*WHAT THE TASK REQUIRES*
Every word of every entry must be retyped exactly.

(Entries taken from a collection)
◇ ◇ ◇ ◇ ◇

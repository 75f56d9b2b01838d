//! Digest primitives for the MetaBoard core.
//!
//! The local digest capability is Keccak-256, the same function an origin's
//! own `hash(bytes)` call evaluates on-chain, so a locally computed hash and
//! an origin-supplied one agree for the same bytes.

use serde::{Deserialize, Serialize};
use sha3::{Digest, Keccak256};
use std::fmt;

use crate::error::CoreError;

/// A 32-byte digest.
#[derive(Clone, Copy, PartialEq, Eq, Hash, PartialOrd, Ord, Serialize, Deserialize)]
pub struct Hash32(pub [u8; 32]);

impl Hash32 {
    /// Compute the local (Keccak-256) digest of the given data.
    pub fn digest(data: &[u8]) -> Self {
        Self::digest_concat(&[data])
    }

    /// Digest the concatenation of `parts`, in order.
    ///
    /// Equivalent to `digest(parts[0] ++ parts[1] ++ ...)` without
    /// materializing the concatenation.
    pub fn digest_concat(parts: &[&[u8]]) -> Self {
        let mut hasher = Keccak256::new();
        for part in parts {
            hasher.update(part);
        }
        let mut out = [0u8; 32];
        out.copy_from_slice(&hasher.finalize());
        Self(out)
    }

    /// Create from raw bytes.
    pub const fn from_bytes(bytes: [u8; 32]) -> Self {
        Self(bytes)
    }

    /// Get the raw bytes.
    pub const fn as_bytes(&self) -> &[u8; 32] {
        &self.0
    }

    /// Convert to hex string.
    pub fn to_hex(&self) -> String {
        hex::encode(self.0)
    }

    /// Parse from hex string, with or without a `0x` prefix.
    pub fn from_hex(s: &str) -> Result<Self, CoreError> {
        let bytes = hex::decode(s.strip_prefix("0x").unwrap_or(s))?;
        Self::try_from(bytes.as_slice())
    }

    /// The zero hash (sentinel value).
    pub const ZERO: Self = Self([0u8; 32]);
}

impl fmt::Debug for Hash32 {
    fn fmt(&self, f: &mut fmt::Formatter<'_>) -> fmt::Result {
        write!(f, "Hash32({})", &self.to_hex()[..16])
    }
}

impl fmt::Display for Hash32 {
    fn fmt(&self, f: &mut fmt::Formatter<'_>) -> fmt::Result {
        write!(f, "0x{}", self.to_hex())
    }
}

impl AsRef<[u8]> for Hash32 {
    fn as_ref(&self) -> &[u8] {
        &self.0
    }
}

impl From<[u8; 32]> for Hash32 {
    fn from(bytes: [u8; 32]) -> Self {
        Self(bytes)
    }
}

impl TryFrom<&[u8]> for Hash32 {
    type Error = CoreError;

    fn try_from(slice: &[u8]) -> Result<Self, Self::Error> {
        let arr: [u8; 32] = slice.try_into().map_err(|_| CoreError::InvalidLength {
            expected: 32,
            actual: slice.len(),
        })?;
        Ok(Self(arr))
    }
}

◇ ◇ ◇ ◇ ◇

*SOLUTION TO THIS PROBLEM*
repository 75f56d9b2b01838d
//! Digest primitives for the MetaBoard core.
//!
//! The local digest capability is Keccak-256, the same function an origin's
//! own `hash(bytes)` call evaluates on-chain, so a locally computed hash and
//! an origin-supplied one agree for the same bytes.

use serde::{Deserialize, Serialize};
use sha3::{Digest, Keccak256};
use std::fmt;

use crate::error::CoreError;

/// A 32-byte digest.
#[derive(Clone, Copy, PartialEq, Eq, Hash, PartialOrd, Ord, Serialize, Deserialize)]
pub struct Hash32(pub [u8; 32]);

impl Hash32 {
    /// Compute the local (Keccak-256) digest of the given data.
    pub fn digest(data: &[u8]) -> Self {
        Self::digest_concat(&[data])
    }

    /// Digest the concatenation of `parts`, in order.
    ///
    /// Equivalent to `digest(parts[0] ++ parts[1] ++ ...)` without
    /// materializing the concatenation.
    pub fn digest_concat(parts: &[&[u8]]) -> Self {
        let mut hasher = Keccak256::new();
        for part in parts {
            hasher.update(part);
        }
        let mut out = [0u8; 32];
        out.copy_from_slice(&hasher.finalize());
        Self(out)
    }

    /// Create from raw bytes.
    pub const fn from_bytes(bytes: [u8; 32]) -> Self {
        Self(bytes)
    }

    /// Get the raw bytes.
    pub const fn as_bytes(&self) -> &[u8; 32] {
        &self.0
    }

    /// Convert to hex string.
    pub fn to_hex(&self) -> String {
        hex::encode(self.0)
    }

    /// Parse from hex string, with or without a `0x` prefix.
    pub fn from_hex(s: &str) -> Result<Self, CoreError> {
        let bytes = hex::decode(s.strip_prefix("0x").unwrap_or(s))?;
        Self::try_from(bytes.as_slice())
    }

    /// The zero hash (sentinel value).
    pub const ZERO: Self = Self([0u8; 32]);
}

impl fmt::Debug for Hash32 {
    fn fmt(&self, f: &mut fmt::Formatter<'_>) -> fmt::Result {
        write!(f, "Hash32({})", &self.to_hex()[..16])
    }
}

impl fmt::Display for Hash32 {
    fn fmt(&self, f: &mut fmt::Formatter<'_>) -> fmt::Result {
        write!(f, "0x{}", self.to_hex())
    }
}

impl AsRef<[u8]> for Hash32 {
    fn as_ref(&self) -> &[u8] {
        &self.0
    }
}

impl From<[u8; 32]> for Hash32 {
    fn from(bytes: [u8; 32]) -> Self {
        Self(bytes)
    }
}

impl TryFrom<&[u8]> for Hash32 {
    type Error = CoreError;

    fn try_from(slice: &[u8]) -> Result<Self, Self::Error> {
        let arr: [u8; 32] = slice.try_into().map_err(|_| CoreError::InvalidLength {
            expected: 32,
            actual: slice.len(),
        })?;
        Ok(Self(arr))
    }
}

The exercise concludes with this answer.